Dr Macqueen presented a paper on “Patrick Mabinda: The experience of a South African exile in Communist Poland (1977 – c. 1989)”. Prof Harris presented on “An expanding East: Early Southern African accounts of China in Africa”, Prof Nyamunda presented a paper on “Zimbabwean immigrants in the UK, c. 2000 – 2020: Away from home or making homes away?”, Dr Marmon spoke on "The Rise and Demise of a Pro-nationalist Daily Newspaper in Colonial Zimbabwe", Lisa McDermid presented a paper “The South African History curriculum: Nationalist ideologies & postapartheid curriculum reforms, 1998-2007”, and I presented a paper on “SOMAFCO: the ANC school in exile”, which is the subject of my PhD study.

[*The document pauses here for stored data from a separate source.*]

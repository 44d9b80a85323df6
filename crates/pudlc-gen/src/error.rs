//! Error type for LLVM code generation, shaped like
//! `faxc_gen::error::CodeGenError`.

use thiserror::Error;

#[derive(Debug, Error)]
pub enum CodeGenError {
    #[error("undefined variable '{0}'")]
    UndefinedVariable(String),

    #[error("undefined function '{0}'")]
    UndefinedFunction(String),

    #[error("function '{0}' expects {expected} argument(s), given {given}", expected = .1, given = .2)]
    ArityMismatch(String, usize, usize),

    #[error("LLVM operation failed: {0}")]
    LlvmOperationFailed(String),

    #[error("basic block is not open for instruction insertion")]
    BlockNotOpen,

    #[error("target initialization failed: {0}")]
    TargetError(String),

    #[error("object file emission failed: {0}")]
    EmitError(String),

    #[error("internal code generator error: {0}")]
    Internal(String),
}

pub type Result<T> = std::result::Result<T, CodeGenError>;
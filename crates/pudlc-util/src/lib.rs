//! Shared foundation types for the Pudl compiler: interned identifiers and
//! `(line, column)`-keyed diagnostics. Every other crate in the workspace
//! depends on this one and nothing else in it depends on them.

pub mod diagnostic;
pub mod symbol;

pub use diagnostic::{Diagnostic, Handler, Level};
pub use symbol::Symbol;
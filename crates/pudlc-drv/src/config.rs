//! Driver-wide configuration: resolved once per invocation in order CLI
//! flag > environment variable > built-in default, mirroring
//! `faxc-drv::Config`'s `Config`/`Session` split: gathered once, held for
//! the invocation's duration.

use std::str::FromStr;

use pudlc_gen::OptLevel;

use crate::error::DriverError;

const DEFAULT_LINKER: &str = "clang";

#[derive(Debug, Clone)]
pub struct Config {
    pub linker: String,
    pub opt_level: OptLevel,
    pub target_triple: String,
    pub debug: bool,
}

impl Config {
    pub fn resolve(
        cli_linker: Option<String>,
        cli_opt_level: Option<String>,
        debug: bool,
    ) -> Result<Self, DriverError> {
        let linker = cli_linker
            .or_else(|| std::env::var("PUDLC_LINKER").ok())
            .unwrap_or_else(|| DEFAULT_LINKER.to_string());

        let opt_level_str = cli_opt_level.or_else(|| std::env::var("PUDLC_OPT_LEVEL").ok());
        let opt_level = match opt_level_str {
            Some(s) => {
                OptLevel::from_str(&s).map_err(|_| DriverError::BadOptLevel(s))?
            }
            None => OptLevel::O0,
        };

        let target_triple = inkwell::targets::TargetMachine::get_default_triple()
            .as_str()
            .to_string_lossy()
            .into_owned();

        Ok(Config {
            linker,
            opt_level,
            target_triple,
            debug,
        })
    }
}

#[cfg(test)]
mod tests {
    use super::*;

    #[test]
    fn cli_flag_wins_over_default() {
        let config = Config::resolve(Some("mylinker".into()), None, false).unwrap();
        assert_eq!(config.linker, "mylinker");
    }

    #[test]
    fn default_opt_level_is_o0() {
        let config = Config::resolve(None, None, false).unwrap();
        assert_eq!(config.opt_level, OptLevel::O0);
    }

    #[test]
    fn bad_opt_level_is_rejected() {
        assert!(Config::resolve(None, Some("O9".into()), false).is_err());
    }
}
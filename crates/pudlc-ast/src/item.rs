//! Top-level items: function definitions, prototypes, externs, and
//! (expression dialect) bare top-level expressions.

use pudlc_util::Symbol;

use crate::expr::Expr;
use crate::stmt::Stmt;
use crate::ty::Type;

#[derive(Clone, Debug, PartialEq)]
pub struct Param {
    pub name: Symbol,
    pub ty: Type,
    pub line: u32,
    pub column: u32,
}

/// What kind of operator (if any) a `Prototype` declares — expression
/// dialect only: `def prototype expression` may be a plain function, a
/// `unary <op>`, or a `binary <op> [precedence]`.
#[derive(Clone, Copy, Debug, PartialEq, Eq)]
pub enum PrototypeKind {
    Id,
    Unary,
    Binary,
}

#[derive(Clone, Debug, PartialEq)]
pub struct Prototype {
    pub name: Symbol,
    pub params: Vec<Param>,
    pub kind: PrototypeKind,
    /// Only meaningful when `kind == Binary`; `None` falls back to the
    /// module-global default precedence table.
    pub precedence: Option<i32>,
    pub line: u32,
    pub column: u32,
}

#[derive(Clone, Debug, PartialEq)]
pub struct FunctionDef {
    pub name: Symbol,
    pub params: Vec<Param>,
    pub return_type: Type,
    pub body: Stmt,
    /// `true` for a `def`-introduced expression-dialect function (always
    /// `f64`-valued, params as entry-block allocas), `false` for a
    /// `func`-introduced typed-dialect one. The two parsers never produce
    /// the other dialect's functions, so this is set once at construction
    /// and never inferred structurally.
    pub is_expression_dialect: bool,
    pub line: u32,
    pub column: u32,
}

/// A single unit's worth of items, in source order.
#[derive(Clone, Debug, PartialEq)]
pub enum Item {
    FunctionDef(FunctionDef),
    Prototype(Prototype),
    Extern(Prototype),
    /// Expression dialect only; the anonymous `__anon_expr` wrapper name is
    /// applied by the driver/codegen, not carried here.
    TopLevelExpr(Expr),
}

The conference was opened by Prof Sakhile Buhlungu, the Vice-Chancellor and Principal of the University of Fort Hare, who lamented having to host the conference in East London rather than the historic University of Fort Hare campus in eDikeni (Alice) with its rich history in the making of modern South Africa.
University of Fort Hare’s Professor Luvuyo Wotshela, the outgoing president of the Society, delivered a conference worthy of the historic occasion marked by contemporary reminders of the persistent challenges South Africa faces with the intermittent load shedding constantly disrupting conference proceedings.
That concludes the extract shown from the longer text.